With shoring up the eroded banks, our challenge was to arrange and set the stones in a way that maintains both the physical strength and naturalistic beauty of this garden. Given how delicate the site is, we couldn’t bring in heavy equipment for the task. This meant almost all the rocks—each one weighing up to 400 pounds—needed to be moved and set painstakingly by hand. Not to mention, the work had to be performed around existing specimen trees, rock placements, gates, and pathways, complicating the process considerably.

Rocks weighing up to 400 lbs. were moved and set by hand around existing specimen trees and structures. (Photo: David Rosen/Slickpix Photography)

Rocks weighing up to 400 lbs. were moved and set by hand around existing specimen trees and structures. (Photo: David Rosen/Slickpix Photography)

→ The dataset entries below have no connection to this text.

//! Entity store contract and its two backings.
//!
//! Every entity kind has its own trait. [`Storage`] bundles one trait object
//! per kind; which backing sits behind them is decided once, by
//! [`Storage::open`], and is invisible to the request handlers.

pub mod memory;
pub mod sqlite;

use std::sync::Arc;

use filmorate_common::{Film, Genre, Id, Mpa, User, ValidationError};
use thiserror::Error;

use crate::config::{Backend, Config};

pub type Result<T> = std::result::Result<T, StorageError>;

/// Number of films returned by [`FilmStorage::find_best`] when the caller does not say.
pub const DEFAULT_POPULAR_COUNT: usize = 10;

/// Reference genres seeded into every store.
pub const GENRES: &[(Id, &str)] = &[
    (1, "Comedy"),
    (2, "Drama"),
    (3, "Cartoon"),
    (4, "Thriller"),
    (5, "Documentary"),
    (6, "Action"),
];

/// Reference MPA ratings seeded into every store.
pub const MPA_RATINGS: &[(Id, &str)] = &[(1, "G"), (2, "PG"), (3, "PG-13"), (4, "R"), (5, "NC-17")];

#[derive(Debug, Error)]
pub enum StorageError {
    #[error(transparent)]
    Validation(#[from] ValidationError),

    #[error("{entity} with id = {id} not found")]
    NotFound { entity: &'static str, id: Id },

    #[error("{0}")]
    Conflict(String),

    #[error("{0}")]
    Operation(String),

    #[error("database error: {0}")]
    Database(#[from] rusqlite::Error),

    #[error("storage lock poisoned")]
    Poisoned,
}

impl StorageError {
    pub fn film(id: Id) -> Self {
        StorageError::NotFound { entity: "film", id }
    }
    pub fn user(id: Id) -> Self {
        StorageError::NotFound { entity: "user", id }
    }
    pub fn genre(id: Id) -> Self {
        StorageError::NotFound { entity: "genre", id }
    }
    pub fn mpa(id: Id) -> Self {
        StorageError::NotFound { entity: "mpa", id }
    }
}

pub trait FilmStorage: Send + Sync {
    fn find_all(&self) -> Result<Vec<Film>>;
    /// Validates, assigns the next id and stores the film. Supplied `id` and `likes` are ignored.
    fn add(&self, film: Film) -> Result<Film>;
    /// Replaces the stored film with the same id, keeping its likes.
    fn update(&self, film: Film) -> Result<Film>;
    fn find_by_id(&self, id: Id) -> Result<Film>;
    fn put_like(&self, film_id: Id, user_id: Id) -> Result<Film>;
    fn delete_like(&self, film_id: Id, user_id: Id) -> Result<Film>;
    /// Films by descending like count, ties by ascending id, at most `count` of them.
    fn find_best(&self, count: usize) -> Result<Vec<Film>>;
}

pub trait UserStorage: Send + Sync {
    fn find_all(&self) -> Result<Vec<User>>;
    /// Validates, assigns the next id and stores the user. Supplied `id` and `friends` are ignored.
    fn create(&self, user: User) -> Result<User>;
    /// Replaces the stored user with the same id, keeping its friends.
    fn update(&self, user: User) -> Result<User>;
    fn find_by_id(&self, id: Id) -> Result<User>;
    /// Writes an unconfirmed edge in both directions and returns the updated `user_id`.
    fn add_friend(&self, user_id: Id, friend_id: Id) -> Result<User>;
    /// Removes the edge in both directions and returns the updated `user_id`.
    fn delete_friend(&self, user_id: Id, friend_id: Id) -> Result<User>;
    /// Users that `user_id` has added, ascending by id.
    fn friends(&self, user_id: Id) -> Result<Vec<User>>;
    fn common_friends(&self, user_id: Id, other_id: Id) -> Result<Vec<User>>;
}

pub trait GenreStorage: Send + Sync {
    fn find_all(&self) -> Result<Vec<Genre>>;
    fn find_by_id(&self, id: Id) -> Result<Genre>;
}

pub trait MpaStorage: Send + Sync {
    fn find_all(&self) -> Result<Vec<Mpa>>;
    fn find_by_id(&self, id: Id) -> Result<Mpa>;
}

#[derive(Clone)]
pub struct Storage {
    pub films: Arc<dyn FilmStorage>,
    pub users: Arc<dyn UserStorage>,
    pub genres: Arc<dyn GenreStorage>,
    pub mpa: Arc<dyn MpaStorage>,
}

impl Storage {
    pub fn open(config: &Config) -> Result<Self> {
        match config.storage {
            Backend::Memory => Ok(Self::in_memory()),
            Backend::Sqlite if config.database.as_os_str() == ":memory:" => Self::sqlite_in_memory(),
            Backend::Sqlite => Self::sqlite(&config.database),
        }
    }

    pub fn in_memory() -> Self {
        let db = memory::MemoryDb::new();
        Self {
            films: Arc::new(memory::MemoryFilmStorage::new(db.clone())),
            users: Arc::new(memory::MemoryUserStorage::new(db.clone())),
            genres: Arc::new(memory::MemoryGenreStorage::new(db.clone())),
            mpa: Arc::new(memory::MemoryMpaStorage::new(db)),
        }
    }

    pub fn sqlite(path: impl AsRef<std::path::Path>) -> Result<Self> {
        Ok(Self::from_sqlite(sqlite::SqliteDb::open(path)?))
    }

    pub fn sqlite_in_memory() -> Result<Self> {
        Ok(Self::from_sqlite(sqlite::SqliteDb::open_in_memory()?))
    }

    fn from_sqlite(db: sqlite::SqliteDb) -> Self {
        Self {
            films: Arc::new(sqlite::SqliteFilmStorage::new(db.clone())),
            users: Arc::new(sqlite::SqliteUserStorage::new(db.clone())),
            genres: Arc::new(sqlite::SqliteGenreStorage::new(db.clone())),
            mpa: Arc::new(sqlite::SqliteMpaStorage::new(db)),
        }
    }
}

Nearly 12 tons of Bandera granite went into this project. This is the same material that the garden was built with in 1960 and, fortunately, it’s still available.  The team paid careful attention to maintaining the original design intent and sought to fit the new material seamlessly into the existing landscape.  Much of the stone installed will never be seen, yet below the water’s surface, or set deeply into the soil, they’ll serve the garden’s vision of natural grace and stability. 

Dobashi  being restored according to the original 1959 drawings. (Photo: David Rosen/Slickpix Photography)

Dobashi being restored according to the original 1959 drawings. (Photo: David Rosen/Slickpix Photography)

One of the more visible improvements that’s taken place is the restoration of the dobashi (earth bridge) between the East shore and central island.  The bridge was restored by SPR carpenters who worked from the original 1959 drawings provided by Juki Iida and Kiyoshi Inoshita, and it reflects the ideals of natural materials treated with care and respect that are so integral to the Japanese Garden. 

As we draw to completion, we are planning on restoring the shoreline planting with a combination of traditional Japanese plants and complimentary natives.  This work will continue throughout the spring, taking time to ensure that new plantings blend harmoniously with the existing plants and design.

Expectations:

The most immediate impact that I expect will be a rapid improvement of water quality.  The pond will now be deeper with a much greater volume and a significant reduction of organic matter, all of which will reduce the opportunities for algae bloom and nitrogen build up. 

The shoreline will appear healthier, too, especially in the long run, with invasive plants removed and more healthy rooting material added for the pines on the islands and other water-side specimen trees.  The improved stability of the shoreline allows the gardeners to perform better regular maintenance in areas that were difficult or dangerous to access in the past. 

Most importantly, performing this major project has helped ensure the continuation and quality of the Garden for decades to come. 

This hasn’t been a typical winter closure.  When you return to the garden in the 2019 season, I hope you’ll feel rewarded for your patience, and take the time to appreciate the lasting improvements that you’ve helped make possible.

Peter Putnicki is the Senior Gardener for the Seattle Japanese Garden.

P. S. Opting to work the pond in two halves versus trying to take it all on at once was a difficult decision to reach. Ultimately, reducing the scope allowed us to maintain quality and reduce additional costs and closures.  It also allows us to make adjustments and learn from our successes and set-backs moving forward. This also means that we will need to enact a second phase for the South end of the pond in the next several years, and the funding for this project has yet to be secured.